Application of Clustering and Microgrid Identification for the Development of Retrofit Strategies for large Building Stocks
Katholieke Universiteit Leuven
Architectural Engineering Division
Prof. Dr.-Ing. Philipp Geyer
For reducing energy consumption and emissions of the built environment, it is vital to manage building stocks and develop strategies for energy efficiency and building-integrated renewable energy supply. However, the development of such strategies for hundred to 10,000 buildings is a major challenge. Therefore, the research project develops methods to cluster buildings based on their sensitivity to energy efficiency measures and to identify their intelligent interconnection by thermal microgrids and other smart local energy systems.
First, the groups derived by algorithmic clustering allow an easy development of tailored retrofit strategies. The clustering is based on the reduction of CO2 emission per investment cost unit for each retrofitting measure. The better fitting of retrofit measures and strategies to clusters in contrast to the conventional classification based on building type and age is demonstrated. For these groups, an easy development of retrofit strategies is possible.

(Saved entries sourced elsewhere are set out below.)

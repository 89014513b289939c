fn main() {
    if let Err(err) = datastory_prep::run() {
        eprintln!("error: {err:#}");
        std::process::exit(1);
    }
}
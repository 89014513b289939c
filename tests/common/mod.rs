#![allow(dead_code)]

use std::fs;
use std::path::{Path, PathBuf};

use datastory_prep::data::{Cell, Value};
use datastory_prep::dataset::Dataset;
use tempfile::{TempDir, tempdir};

/// Returns the absolute path to a file under `demos/`.
pub fn demo_path(name: &str) -> PathBuf {
    PathBuf::from(env!("CARGO_MANIFEST_DIR"))
        .join("demos")
        .join(name)
}

pub fn num(value: f64) -> Cell {
    Some(Value::Number(value))
}

pub fn text(value: &str) -> Cell {
    Some(Value::Text(value.to_string()))
}

/// Builds a dataset from string column names, panicking on shape errors.
pub fn dataset(columns: &[&str], rows: Vec<Vec<Cell>>) -> Dataset {
    Dataset::new(columns.iter().map(|c| c.to_string()).collect(), rows).expect("valid dataset")
}

/// Scratch directory helper that cleans up files automatically on drop.
pub struct TestWorkspace {
    temp_dir: TempDir,
}

impl TestWorkspace {
    pub fn new() -> Self {
        Self {
            temp_dir: tempdir().expect("temp dir"),
        }
    }

    pub fn path(&self) -> &Path {
        self.temp_dir.path()
    }

    /// Writes `contents` into a file under the workspace and returns the path.
    pub fn write(&self, name: &str, contents: &str) -> PathBuf {
        self.write_bytes(name, contents.as_bytes())
    }

    pub fn write_bytes(&self, name: &str, contents: &[u8]) -> PathBuf {
        let path = self.temp_dir.path().join(name);
        if let Some(parent) = path.parent() {
            fs::create_dir_all(parent).expect("create parent dir");
        }
        fs::write(&path, contents).expect("write temp file contents");
        path
    }

    /// Copies a demo file into the workspace under the same name.
    pub fn copy_demo(&self, name: &str) -> PathBuf {
        let bytes = fs::read(demo_path(name)).expect("read demo file");
        self.write_bytes(name, &bytes)
    }

    pub fn read(&self, name: &str) -> String {
        fs::read_to_string(self.temp_dir.path().join(name)).expect("read workspace file")
    }
}
//! Wide-to-long reshaping.
//!
//! [`melt`] turns one column per category into one row per
//! (identifiers, category, value) triple. [`pivot`] goes the other way and is
//! mostly used to check that a melt lost nothing.

use std::collections::HashMap;

use log::debug;

use crate::{
    data::{Cell, Value, parse_number},
    dataset::Dataset,
    error::ReshapeError,
};

pub const DEFAULT_CATEGORY_COLUMN: &str = "category";
pub const DEFAULT_VALUE_COLUMN: &str = "value";

/// How an unpivoted column name becomes the category cell.
#[derive(Debug, Clone, Copy, PartialEq, Eq, Default)]
pub enum CategoryLabel {
    #[default]
    Verbatim,
    /// Drop this many leading characters, then read the rest as a number
    /// (`y2005` -> `2005`).
    StripPrefix(usize),
}

#[derive(Debug, Clone)]
pub struct MeltSpec {
    pub id_columns: Vec<String>,
    /// Columns to unpivot, in output order. Empty means every non-identifier
    /// column in dataset order.
    pub value_columns: Vec<String>,
    pub category_column: String,
    pub value_column: String,
    pub label: CategoryLabel,
}

impl MeltSpec {
    pub fn new<I, V>(id_columns: I, value_columns: V) -> Self
    where
        I: IntoIterator,
        I::Item: Into<String>,
        V: IntoIterator,
        V::Item: Into<String>,
    {
        Self {
            id_columns: id_columns.into_iter().map(Into::into).collect(),
            value_columns: value_columns.into_iter().map(Into::into).collect(),
            category_column: DEFAULT_CATEGORY_COLUMN.to_string(),
            value_column: DEFAULT_VALUE_COLUMN.to_string(),
            label: CategoryLabel::Verbatim,
        }
    }

    pub fn named(mut self, category_column: &str, value_column: &str) -> Self {
        self.category_column = category_column.to_string();
        self.value_column = value_column.to_string();
        self
    }

    pub fn strip_prefix(mut self, chars: usize) -> Self {
        self.label = CategoryLabel::StripPrefix(chars);
        self
    }
}

pub fn melt(dataset: &Dataset, spec: &MeltSpec) -> Result<Dataset, ReshapeError> {
    let id_indices = spec
        .id_columns
        .iter()
        .map(|name| {
            dataset
                .column_index(name)
                .ok_or_else(|| ReshapeError::UnknownColumn(name.clone()))
        })
        .collect::<Result<Vec<_>, _>>()?;

    let value_names: Vec<&String> = if spec.value_columns.is_empty() {
        dataset
            .columns()
            .iter()
            .filter(|c| !spec.id_columns.contains(c))
            .collect()
    } else {
        spec.value_columns.iter().collect()
    };

    let mut value_indices = Vec::with_capacity(value_names.len());
    for name in &value_names {
        if spec.id_columns.contains(name) {
            return Err(ReshapeError::OverlappingColumn((*name).clone()));
        }
        let idx = dataset
            .column_index(name)
            .ok_or_else(|| ReshapeError::UnknownColumn((*name).clone()))?;
        value_indices.push(idx);
    }

    let categories = value_names
        .iter()
        .map(|name| category_cell(name, spec.label))
        .collect::<Result<Vec<_>, _>>()?;

    let mut columns = spec.id_columns.clone();
    columns.push(spec.category_column.clone());
    columns.push(spec.value_column.clone());

    let mut rows = Vec::with_capacity(dataset.row_count() * value_indices.len());
    for row in dataset.rows() {
        for (value_idx, category) in value_indices.iter().zip(&categories) {
            let mut out: Vec<Cell> = id_indices.iter().map(|&i| row[i].clone()).collect();
            out.push(Some(category.clone()));
            out.push(row[*value_idx].clone());
            rows.push(out);
        }
    }

    debug!(
        "Melted {} row(s) x {} value column(s) into {} row(s)",
        dataset.row_count(),
        value_indices.len(),
        rows.len()
    );
    Ok(Dataset::from_parts(columns, rows)?)
}

fn category_cell(name: &str, label: CategoryLabel) -> Result<Value, ReshapeError> {
    match label {
        CategoryLabel::Verbatim => Ok(Value::Text(name.to_string())),
        CategoryLabel::StripPrefix(strip) => name
            .char_indices()
            .nth(strip)
            .and_then(|(offset, _)| parse_number(name[offset..].trim()))
            .map(Value::Number)
            .ok_or_else(|| ReshapeError::CategoryNotNumeric {
                label: name.to_string(),
                strip,
            }),
    }
}

/// Long-to-wide: one row per distinct identifier tuple, one column per
/// category, both in first-seen order. Absent combinations are missing.
pub fn pivot(
    dataset: &Dataset,
    id_columns: &[&str],
    category_column: &str,
    value_column: &str,
) -> Result<Dataset, ReshapeError> {
    let lookup = |name: &str| {
        dataset
            .column_index(name)
            .ok_or_else(|| ReshapeError::UnknownColumn(name.to_string()))
    };
    let id_indices = id_columns
        .iter()
        .map(|name| lookup(*name))
        .collect::<Result<Vec<_>, _>>()?;
    let category_idx = lookup(category_column)?;
    let value_idx = lookup(value_column)?;

    let mut category_names: Vec<String> = Vec::new();
    let mut category_slots: HashMap<String, usize> = HashMap::new();
    let mut group_slots: HashMap<String, usize> = HashMap::new();
    let mut groups: Vec<(Vec<Cell>, Vec<Option<Cell>>)> = Vec::new();

    for row in dataset.rows() {
        let ids: Vec<Cell> = id_indices.iter().map(|&i| row[i].clone()).collect();
        let group_key = ids
            .iter()
            .map(|cell| format!("{cell:?}"))
            .collect::<Vec<_>>()
            .join("\u{1f}");
        let category = row[category_idx]
            .as_ref()
            .map(Value::as_display)
            .unwrap_or_default();

        let slot = *category_slots.entry(category.clone()).or_insert_with(|| {
            category_names.push(category.clone());
            category_names.len() - 1
        });
        let group = *group_slots.entry(group_key).or_insert_with(|| {
            groups.push((ids, Vec::new()));
            groups.len() - 1
        });

        let cells = &mut groups[group].1;
        if cells.len() <= slot {
            cells.resize(slot + 1, None);
        }
        if cells[slot].is_some() {
            return Err(ReshapeError::DuplicateCell { category });
        }
        cells[slot] = Some(row[value_idx].clone());
    }

    let mut columns: Vec<String> = id_columns.iter().map(|c| c.to_string()).collect();
    columns.extend(category_names.iter().cloned());
    let rows = groups
        .into_iter()
        .map(|(mut ids, cells)| {
            for slot in 0..category_names.len() {
                ids.push(cells.get(slot).cloned().flatten().flatten());
            }
            ids
        })
        .collect();
    Ok(Dataset::from_parts(columns, rows)?)
}

#[cfg(test)]
mod tests {
    use super::*;

    fn population() -> Dataset {
        Dataset::new(
            vec!["geo".into(), "y2000".into(), "y2001".into()],
            vec![
                vec![Some("NL".into()), Some(15.9.into()), Some(16.0.into())],
                vec![Some("BE".into()), Some(10.2.into()), None],
            ],
        )
        .unwrap()
    }

    #[test]
    fn strip_prefix_turns_labels_into_numbers() {
        let spec = MeltSpec::new(["geo"], ["y2000", "y2001"])
            .named("year", "population")
            .strip_prefix(1);
        let long = melt(&population(), &spec).unwrap();
        assert_eq!(long.columns(), ["geo", "year", "population"]);
        assert_eq!(long.rows()[1][1], Some(Value::Number(2001.0)));
        assert_eq!(long.rows()[3][2], None);
    }

    #[test]
    fn strip_prefix_rejects_non_numeric_remainder() {
        let spec = MeltSpec::new(["y2000"], ["geo"]).strip_prefix(1);
        let err = melt(&population(), &spec).unwrap_err();
        assert!(matches!(err, ReshapeError::CategoryNotNumeric { .. }));
    }

    #[test]
    fn strip_prefix_longer_than_label_fails() {
        assert!(category_cell("y", CategoryLabel::StripPrefix(1)).is_err());
        assert!(category_cell("y2", CategoryLabel::StripPrefix(1)).is_ok());
    }
}
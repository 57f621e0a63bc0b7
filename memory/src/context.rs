//! # Conversation Context
//!
//! Everything remembered about one conversation. Created lazily on the first message and kept
//! for the life of the process.

use std::collections::{BTreeSet, VecDeque};

use chrono::{DateTime, Utc};

use crate::rules::ExtractedMention;
use crate::types::ProductMention;

/// Bounded recent history plus the topics, entities and products it mentioned.
#[derive(Debug, Clone)]
pub struct ConversationContext {
    pub(crate) recent_messages: VecDeque<String>,
    pub(crate) topics: BTreeSet<String>,
    pub(crate) entities: BTreeSet<String>,
    /// In first-mentioned order; scoring ties fall back to this order.
    pub(crate) products: Vec<ProductMention>,
    pub(crate) last_updated: DateTime<Utc>,
}

impl ConversationContext {
    pub(crate) fn new(now: DateTime<Utc>) -> Self {
        Self {
            recent_messages: VecDeque::new(),
            topics: BTreeSet::new(),
            entities: BTreeSet::new(),
            products: Vec::new(),
            last_updated: now,
        }
    }

    /// Recent messages, oldest first.
    pub fn recent_messages(&self) -> &VecDeque<String> {
        &self.recent_messages
    }

    /// Newest stored message.
    pub fn last_message(&self) -> Option<&str> {
        self.recent_messages.back().map(String::as_str)
    }

    /// The message before the newest one.
    pub fn previous_message(&self) -> Option<&str> {
        let len = self.recent_messages.len();
        if len < 2 {
            return None;
        }
        self.recent_messages.get(len - 2).map(String::as_str)
    }

    pub fn topics(&self) -> &BTreeSet<String> {
        &self.topics
    }

    pub fn entities(&self) -> &BTreeSet<String> {
        &self.entities
    }

    pub fn products(&self) -> &[ProductMention] {
        &self.products
    }

    pub fn product(&self, key: &str) -> Option<&ProductMention> {
        self.products.iter().find(|p| p.key == key)
    }

    pub fn last_updated(&self) -> DateTime<Utc> {
        self.last_updated
    }

    /// Appends a message, returning the evicted oldest one when over `capacity`.
    pub(crate) fn push_message(&mut self, message: String, capacity: usize) -> Option<String> {
        self.recent_messages.push_back(message);
        if self.recent_messages.len() > capacity {
            self.recent_messages.pop_front()
        } else {
            None
        }
    }

    /// Inserts a new mention with count 1, or counts a repeat sighting.
    pub(crate) fn upsert_mention(
        &mut self,
        found: &ExtractedMention,
        color: Option<&str>,
        now: DateTime<Utc>,
    ) -> &mut ProductMention {
        let index = match self.products.iter().position(|p| p.key == found.key) {
            Some(i) => {
                let existing = &mut self.products[i];
                existing.mention_count += 1;
                existing.last_mentioned = now;
                if existing.url.is_none() {
                    existing.url = found.url.clone();
                }
                i
            }
            None => {
                self.products.push(ProductMention {
                    key: found.key.clone(),
                    brand: found.brand.clone(),
                    model: found.model.clone(),
                    category: found.category,
                    full_name: found.full_name.clone(),
                    first_mentioned: now,
                    last_mentioned: now,
                    mention_count: 1,
                    corrected: false,
                    is_correction: false,
                    color: None,
                    url: found.url.clone(),
                });
                self.products.len() - 1
            }
        };
        let mention = &mut self.products[index];
        if let Some(color) = color {
            mention.color = Some(color.to_string());
        }
        mention
    }
}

Furthermore, district heating systems have proven to supply heat for buildings both energy and cost efficient. Thermal microgrids can be understood as a special form of district heating: local, small scale, bi-directional and supplied by different thermal sources that are connected in a network. Given a suitable combination of loads, number and distance of buildings they offer ecologic and economic advantages compared to individual heating systems. A novel method using fuzzy logic as data analysis techniques on geo-referenced building data to identify suitable configurations of buildings yields efficient and effective thermal microgrids. For the identification both non-spatial and spatial data from a database are combined to form a set of selection criteria. The method is also applicable for the identification of electric smart grids or other similar network types.
Both methods are applied to the data of the research project Zernez Energia 2020, which deals with a Swiss village to become carbon neural. The methods served in Zernez to develop a cost-effective retrofit strategy saving 80% of CO2 emissions.